**What to produce**
The lines below are to be quoted exactly, from the first through the one that contains "live in the".

**Records for the exercise**

◆ ◆ ◆ ◆ ◆ ◆ ◆

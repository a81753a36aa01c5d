//! Control decision strategies.
//!
//! The default is dual-mode hysteresis. A model-predictive strategy can be
//! swapped in per installation; mutex and dwell enforcement live in the
//! controller loop, so those guarantees hold regardless of the decision
//! source.

use crate::store::Reading;

/// What a strategy wants an actuator to do this tick.
#[derive(Debug, Clone, Copy, PartialEq, Eq)]
pub enum Desire {
    /// Command the actuator on.
    On,
    /// Command the actuator off.
    Off,
    /// Leave the actuator as it is.
    Unchanged,
}

/// A per-tick decision source for one batch.
pub trait ControlStrategy: Send + Sync {
    /// Decide desired `(heater, cooler)` states.
    ///
    /// `history` is the batch's recent processed readings (oldest first),
    /// `temp_c` the latest filtered temperature, `ambient` the most recent
    /// ambient sample if one is configured.
    fn decide(
        &self,
        history: &[Reading],
        temp_c: f64,
        target: f64,
        hysteresis: f64,
        ambient: Option<f64>,
    ) -> (Desire, Desire);
}

/// Dual-mode hysteresis: act outside `[target − h, target + h]`, hold
/// inside it.
///
/// Comparisons are strict, so a temperature exactly on a band edge causes
/// no transition.
pub struct HysteresisStrategy;

impl ControlStrategy for HysteresisStrategy {
    fn decide(
        &self,
        _history: &[Reading],
        temp_c: f64,
        target: f64,
        hysteresis: f64,
        _ambient: Option<f64>,
    ) -> (Desire, Desire) {
        let low = target - hysteresis;
        let high = target + hysteresis;

        let heater = if temp_c < low {
            Desire::On
        } else if temp_c > high {
            Desire::Off
        } else {
            Desire::Unchanged
        };

        let cooler = if temp_c > high {
            Desire::On
        } else if temp_c < low {
            Desire::Off
        } else {
            Desire::Unchanged
        };

        (heater, cooler)
    }
}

◆ ◆ ◆ ◆ ◆ ◆ ◆

**Written solution**
repository a81753a36aa01c5d
//! Control decision strategies.
//!
//! The default is dual-mode hysteresis. A model-predictive strategy can be
//! swapped in per installation; mutex and dwell enforcement live in the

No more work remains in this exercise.